As we drove on, it hit me hard: I realized that I didn't want war, I didn't want any of that at all. That was a real panic attack. I rushed to the bathroom of the nearest filling station to rinse my face and come to my senses.

At seven in the morning, we arrived in Ivano-Frankivsk at an apartment in a khrushchevka building that Anya's mother had found for us for a few days. It was a great relief. For we felt like hunted prey, terrified of humans. We needed a shelter to hide away and take some rest, and someone kind to give us safe space. In those days, Anya's mother would often say with tears in her eyes, "Thank you so much for bringing my daughter." Those were emotions that we will probably never experience again.

However, we had a feeling that we needed to move on, away from the city. We wanted to head to the mountains and there, in safety, decide what to do with this new life while the country was torn apart by war. So we drove to Yablunytsya, outside Bukovel, to a hostel that sheltered us. I started calling all my friends, saying, "There are rooms available here, please come. If you need shelter, need money, or anything else, I'll help." That's when I realized especially clearly that my strength was in those around me.

I'm the type of person who can't sit still for long. On the third day after the full-scale invasion began, I was already looking for an opportunity to provide humanitarian aid. Thanks to my clients I had logisticians and warehouses all over Ukraine. I had acquaintances among the Kharkiv officials to get permits for drivers to travel.

I helped with the transportation and storage of humanitarian aid to all the volunteer hubs I know. Culture Shock, the volunteer headquarters established by Kharkiv musician Oleh Kadanov, and the Rescue Now charitable organization founded by actor Ihor Klyuchnyk were among them. Some had full busloads of aid, while others loaded up half of a vehicle, so I stationed all the aid in my warehouses all over Ukraine. Then we loaded up cars and hired drivers to take them all the way to Kharkiv or found people who would do that for free. Our warehouse in Kharkiv would have everything sorted and distributed to different volunteer centers. I just had to do something. That was my way of controlling the situation and it gave me the perspective that things weren't so bad.

We stayed in Yablunytsya for a month. Then we went back to Ivano-Frankivsk into an apartment that was very similar to the one we lived in Kharkiv. It gave us a sense of home and reminded us of the life we'd had. So we stayed there for a month before we moved to Lviv in early May for a few weeks. We had many friends staying there. Later, when Russian troops left the Kyiv Oblast, we decided Kyiv was the place we wanted to be. We moved to the capital and visited Kharkiv to say goodbye to our past life.

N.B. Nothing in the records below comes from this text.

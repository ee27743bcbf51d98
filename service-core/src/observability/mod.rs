pub mod logging;
pub mod metrics;

pub use logging::{init_tracing, shutdown_tracing};
pub use self::metrics::init_metrics;
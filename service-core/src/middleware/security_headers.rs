use axum::{extract::Request, http::header, middleware::Next, response::IntoResponse};

/// CSP for server-rendered pages: same-origin assets plus the inline
/// script/style they embed, and `blob:`/`data:` images for upload previews.
const PAGE_CSP: &str = "default-src 'self'; \
     script-src 'self' 'unsafe-inline'; \
     style-src 'self' 'unsafe-inline'; \
     img-src 'self' data: blob:; \
     connect-src 'self'; \
     frame-ancestors 'none'";

const API_CSP: &str = "default-src 'none'; frame-ancestors 'none'";

pub async fn security_headers_middleware(req: Request, next: Next) -> impl IntoResponse {
    let mut response = next.run(req).await;

    let is_html = response
        .headers()
        .get(header::CONTENT_TYPE)
        .and_then(|v| v.to_str().ok())
        .is_some_and(|ct| ct.starts_with("text/html"));

    let headers = response.headers_mut();

    headers.insert(
        header::X_CONTENT_TYPE_OPTIONS,
        header::HeaderValue::from_static("nosniff"),
    );
    headers.insert(
        header::STRICT_TRANSPORT_SECURITY,
        header::HeaderValue::from_static("max-age=31536000; includeSubDomains"),
    );
    headers.insert(
        header::X_FRAME_OPTIONS,
        header::HeaderValue::from_static("DENY"),
    );
    headers.insert(
        header::REFERRER_POLICY,
        header::HeaderValue::from_static("no-referrer"),
    );
    headers.insert(
        header::CONTENT_SECURITY_POLICY,
        header::HeaderValue::from_static(if is_html { PAGE_CSP } else { API_CSP }),
    );

    response
}
pub mod config;
pub mod error;
pub mod handlers;
pub mod models;
pub mod services;
pub mod startup;

pub use startup::{AppState, Application};
//! Decoding of uploaded images.

use image::{DynamicImage, ImageFormat};
use std::io::Cursor;
use thiserror::Error;

#[derive(Debug, Error)]
pub enum ImageDecodeError {
    #[error("image data is empty")]
    Empty,

    #[error("unsupported or unrecognized image format")]
    UnsupportedFormat,

    #[error("cannot decode {format:?} data: {reason}")]
    Corrupt { format: ImageFormat, reason: String },

    #[error("cannot re-encode image as PNG: {0}")]
    Transcode(String),

    #[error("decoder task failed: {0}")]
    Task(String),
}

/// A fully decoded upload, ready to send to the model.
#[derive(Debug, Clone)]
pub struct DecodedImage {
    /// Encoding detected from the upload's magic bytes.
    pub source_format: ImageFormat,
    pub width: u32,
    pub height: u32,
    /// MIME type of `data`.
    pub mime_type: &'static str,
    /// Bytes shipped to the model: the original upload, or a PNG transcode
    /// when the source encoding is not accepted upstream.
    pub data: Vec<u8>,
}

impl DecodedImage {
    pub fn was_transcoded(&self) -> bool {
        forwardable_mime(self.source_format).is_none()
    }
}

/// Decode raw upload bytes.
///
/// Every image is decoded in full, so truncated or corrupt data fails here
/// rather than upstream.
pub fn decode_image(bytes: &[u8]) -> Result<DecodedImage, ImageDecodeError> {
    if bytes.is_empty() {
        return Err(ImageDecodeError::Empty);
    }

    let format = image::guess_format(bytes).map_err(|_| ImageDecodeError::UnsupportedFormat)?;

    let img = image::load_from_memory_with_format(bytes, format).map_err(|e| {
        ImageDecodeError::Corrupt {
            format,
            reason: e.to_string(),
        }
    })?;

    let (mime_type, data) = match forwardable_mime(format) {
        Some(mime) => (mime, bytes.to_vec()),
        None => ("image/png", encode_png(&img)?),
    };

    Ok(DecodedImage {
        source_format: format,
        width: img.width(),
        height: img.height(),
        mime_type,
        data,
    })
}

/// Run [`decode_image`] on the blocking pool.
pub async fn decode_image_blocking(bytes: axum::body::Bytes) -> Result<DecodedImage, ImageDecodeError> {
    tokio::task::spawn_blocking(move || decode_image(&bytes))
        .await
        .map_err(|e| ImageDecodeError::Task(e.to_string()))?
}

/// Formats Gemini accepts as inline data without conversion.
fn forwardable_mime(format: ImageFormat) -> Option<&'static str> {
    match format {
        ImageFormat::Png => Some("image/png"),
        ImageFormat::Jpeg => Some("image/jpeg"),
        ImageFormat::WebP => Some("image/webp"),
        _ => None,
    }
}

fn encode_png(img: &DynamicImage) -> Result<Vec<u8>, ImageDecodeError> {
    let mut buffer = Cursor::new(Vec::new());
    img.write_to(&mut buffer, ImageFormat::Png)
        .map_err(|e| ImageDecodeError::Transcode(e.to_string()))?;
    Ok(buffer.into_inner())
}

After the first week of the war, all the windows in our Kharkiv apartment were blown out, and the apartment stayed like that for two months. When we came in, we saw houseplants scattered all over the place. The whole building was shattered by the blast wave; it looked devastating. So we moved our stuff out and left for good, knowing we weren't coming back anytime soon.

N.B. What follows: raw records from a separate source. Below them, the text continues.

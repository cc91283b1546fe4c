//! Image extraction from ZIP archives.

use crate::error::Result;
use std::fs::{self, File};
use std::io::{self, BufWriter, Read, Seek, Write};
use std::path::{Path, PathBuf};

/// Extensions (lowercase, without the dot) of entries treated as images.
pub const IMAGE_EXTENSIONS: [&str; 5] = ["jpg", "jpeg", "png", "bmp", "gif"];

/// Base-name prefix of macOS resource-fork entries (`__MACOSX/._photo.jpg`).
pub const RESOURCE_FORK_PREFIX: &str = "._";

/// Whether an archive entry name refers to an image worth extracting.
///
/// Only the extension and the base name (after the last `/`) are checked.
pub fn is_image_entry(name: &str) -> bool {
    let base = name.rsplit('/').next().unwrap_or(name);
    if base.starts_with(RESOURCE_FORK_PREFIX) {
        return false;
    }

    Path::new(base)
        .extension()
        .and_then(|e| e.to_str())
        .map(|ext| {
            IMAGE_EXTENSIONS
                .iter()
                .any(|allowed| ext.eq_ignore_ascii_case(allowed))
        })
        .unwrap_or(false)
}

/// List the names of qualifying image entries, in archive order.
pub fn list_images<R: Read + Seek>(reader: R) -> Result<Vec<String>> {
    let mut archive = zip::ZipArchive::new(reader)?;
    let mut names = Vec::new();

    for i in 0..archive.len() {
        let entry = archive.by_index(i)?;
        if !entry.is_dir() && is_image_entry(entry.name()) {
            names.push(entry.name().to_string());
        }
    }

    Ok(names)
}

/// Extract every qualifying image entry under `dest`.
///
/// Relative paths inside the archive are preserved. Absolute names and `..`
/// components are stripped, so every file lands under `dest`. Returns the
/// absolute paths of the written files in archive order.
///
/// # Example
///
/// ```no_run
/// use std::fs::File;
///
/// let zip = File::open("photos.zip")?;
/// let images = imgdeck::extract_images(zip, "extracted")?;
/// println!("{} images", images.len());
/// # Ok::<(), imgdeck::Error>(())
/// ```
pub fn extract_images<R: Read + Seek>(reader: R, dest: impl AsRef<Path>) -> Result<Vec<PathBuf>> {
    let mut archive = zip::ZipArchive::new(reader)?;

    fs::create_dir_all(dest.as_ref())?;
    let dest = std::path::absolute(dest.as_ref())?;

    let mut extracted = Vec::new();
    for i in 0..archive.len() {
        let mut entry = archive.by_index(i)?;
        if entry.is_dir() || !is_image_entry(entry.name()) {
            continue;
        }

        // Root and `..` components are dropped so the file stays under `dest`
        let relative = entry.mangled_name();
        if relative.as_os_str() != entry.name() {
            log::debug!("Extracting '{}' as '{}'", entry.name(), relative.display());
        }

        let target = dest.join(relative);
        if let Some(parent) = target.parent() {
            fs::create_dir_all(parent)?;
        }

        let mut out = BufWriter::new(File::create(&target)?);
        io::copy(&mut entry, &mut out)?;
        out.flush()?;
        extracted.push(target);
    }

    Ok(extracted)
}

/// Extract images from the archive stored at `path`.
pub fn extract_images_from_path(
    path: impl AsRef<Path>,
    dest: impl AsRef<Path>,
) -> Result<Vec<PathBuf>> {
    let file = File::open(path.as_ref())?;
    extract_images(io::BufReader::new(file), dest)
}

Now we aren't making big plans. I realized that I can't do long-term projects. Now I work with "shorter distances". Looks like a kind of crisis management: I plan for two weeks, and then again for another two.

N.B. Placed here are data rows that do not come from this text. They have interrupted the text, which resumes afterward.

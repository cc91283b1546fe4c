//! Deck building: one cropped, scaled and aligned picture per slide.

use crate::deck::Deck;
use crate::error::Result;
use crate::layout::{self, Frame};
use crate::options::DeckOptions;
use crate::raster;
use crate::units::{Emu, SlideSize};
use serde::{Deserialize, Serialize};
use std::path::{Path, PathBuf};

/// What happened to one input image.
#[derive(Debug, Clone, PartialEq, Serialize, Deserialize)]
#[serde(tag = "status", rename_all = "lowercase")]
pub enum ImageOutcome {
    /// The image became slide number `slide` (1-based, template slides included).
    Added {
        image: PathBuf,
        slide: usize,
        frame: Frame,
    },
    /// The image was left out of the deck.
    Skipped { image: PathBuf, reason: String },
}

impl ImageOutcome {
    pub fn image(&self) -> &Path {
        match self {
            ImageOutcome::Added { image, .. } | ImageOutcome::Skipped { image, .. } => image,
        }
    }

    pub fn is_added(&self) -> bool {
        matches!(self, ImageOutcome::Added { .. })
    }
}

/// Result of a build run.
#[derive(Debug, Clone, Default, Serialize, Deserialize)]
pub struct BuildReport {
    /// Where the deck was saved; `None` when there was nothing to build
    pub output: Option<PathBuf>,
    /// One entry per input image, in input order
    pub outcomes: Vec<ImageOutcome>,
}

impl BuildReport {
    pub fn added(&self) -> usize {
        self.outcomes.iter().filter(|o| o.is_added()).count()
    }

    pub fn skipped(&self) -> usize {
        self.outcomes.len() - self.added()
    }

    /// Skipped images with their reasons.
    pub fn skipped_images(&self) -> impl Iterator<Item = (&Path, &str)> {
        self.outcomes.iter().filter_map(|o| match o {
            ImageOutcome::Skipped { image, reason } => Some((image.as_path(), reason.as_str())),
            ImageOutcome::Added { .. } => None,
        })
    }
}

/// A picture ready to be placed on a slide.
#[derive(Debug, Clone)]
pub struct PreparedPicture {
    pub png: Vec<u8>,
    pub native_width: Emu,
    pub native_height: Emu,
    pub frame: Frame,
}

/// Builds widescreen decks from image files.
///
/// # Example
///
/// ```no_run
/// use imgdeck::{DeckBuilder, DeckOptions, HorizontalAlignment, VerticalAlignment};
/// use std::path::PathBuf;
///
/// let options = DeckOptions::new()
///     .with_height(5.0)
///     .with_alignment(HorizontalAlignment::Center, VerticalAlignment::Middle);
/// let images: Vec<PathBuf> = vec!["a.png".into(), "b.jpg".into()];
/// let report = DeckBuilder::new(options).build("deck.pptx", &images)?;
/// println!("{} slides, {} skipped", report.added(), report.skipped());
/// # Ok::<(), imgdeck::Error>(())
/// ```
#[derive(Debug, Clone, Default)]
pub struct DeckBuilder {
    options: DeckOptions,
    canvas: SlideSize,
    scratch_dir: Option<PathBuf>,
}

impl DeckBuilder {
    pub fn new(options: DeckOptions) -> Self {
        Self {
            options,
            canvas: SlideSize::WIDESCREEN,
            scratch_dir: None,
        }
    }

    /// Keep scratch rasters under `dir` instead of the system temp dir.
    pub fn with_scratch_dir(mut self, dir: impl Into<PathBuf>) -> Self {
        self.scratch_dir = Some(dir.into());
        self
    }

    pub fn options(&self) -> &DeckOptions {
        &self.options
    }

    fn scratch_base(&self) -> PathBuf {
        self.scratch_dir.clone().unwrap_or_else(std::env::temp_dir)
    }

    /// Open the deck the pictures go into, sized to the widescreen canvas.
    pub fn open_deck(&self) -> Result<Deck> {
        let mut deck = match &self.options.template {
            Some(path) => Deck::open_template(path)?,
            None => Deck::new()?,
        };
        deck.set_slide_size(self.canvas);
        Ok(deck)
    }

    /// Crop, scale and place the image at `path`.
    pub fn prepare(&self, path: &Path) -> Result<PreparedPicture> {
        self.prepare_in(path, &self.scratch_base())
    }

    fn prepare_in(&self, path: &Path, scratch_dir: &Path) -> Result<PreparedPicture> {
        let cropped = raster::crop_file(path, &self.options.crop, scratch_dir)?;

        // Inserted at (0, 0) with its native size, then resized and moved
        let native_width = Emu::from_pixels(cropped.width);
        let native_height = Emu::from_pixels(cropped.height);
        let target = Emu::from_inches(self.options.target_height_inches);
        let (width, height) = layout::scale_to_height(native_width, native_height, target);
        let frame = layout::place(
            self.canvas,
            width,
            height,
            self.options.horizontal,
            self.options.vertical,
        );

        Ok(PreparedPicture {
            png: cropped.png,
            native_width,
            native_height,
            frame,
        })
    }

    /// Build a deck from `images` and save it to `output`.
    ///
    /// A failing image is logged, recorded as skipped and left out; the deck
    /// is saved even when every image was skipped. With no images at all
    /// nothing is written and the report has no output path.
    pub fn build(&self, output: impl AsRef<Path>, images: &[PathBuf]) -> Result<BuildReport> {
        self.options.check_height()?;
        let mut deck = self.open_deck()?;

        let mut report = BuildReport::default();
        if images.is_empty() {
            log::warn!("No images found to add to the presentation.");
            return Ok(report);
        }

        let run_dir = tempfile::Builder::new()
            .prefix("imgdeck-run-")
            .tempdir_in(self.scratch_base())?;

        for image in images {
            match self.prepare_in(image, run_dir.path()) {
                Ok(picture) => {
                    let slide =
                        deck.add_picture_slide(picture.png, &description(image), picture.frame);
                    log::debug!("Added {} as slide {}", image.display(), slide);
                    report.outcomes.push(ImageOutcome::Added {
                        image: image.clone(),
                        slide,
                        frame: picture.frame,
                    });
                }
                Err(e) => {
                    log::warn!("Could not add image '{}': {}", image.display(), e);
                    report.outcomes.push(ImageOutcome::Skipped {
                        image: image.clone(),
                        reason: e.to_string(),
                    });
                }
            }
        }

        drop(run_dir);

        let output = output.as_ref();
        deck.save(output)?;
        log::info!(
            "Presentation created with {} slides ({} images skipped): {}",
            deck.slide_count(),
            report.skipped(),
            output.display()
        );

        report.output = Some(output.to_path_buf());
        Ok(report)
    }
}

/// Alt text for a picture: the image's file name.
fn description(path: &Path) -> String {
    path.file_name()
        .map(|n| n.to_string_lossy().into_owned())
        .unwrap_or_default()
}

The war has made me realize that I'm going to be fine no matter what now that I've got the experience of doing anything, anywhere. I've gained this confidence namely from working in the humanitarian movement with people of different professions and with different expertise. In addition, I began studying to be a project manager, so I have a profession in IT, and this experience is also good for business. This way, I'm building a new support system for myself.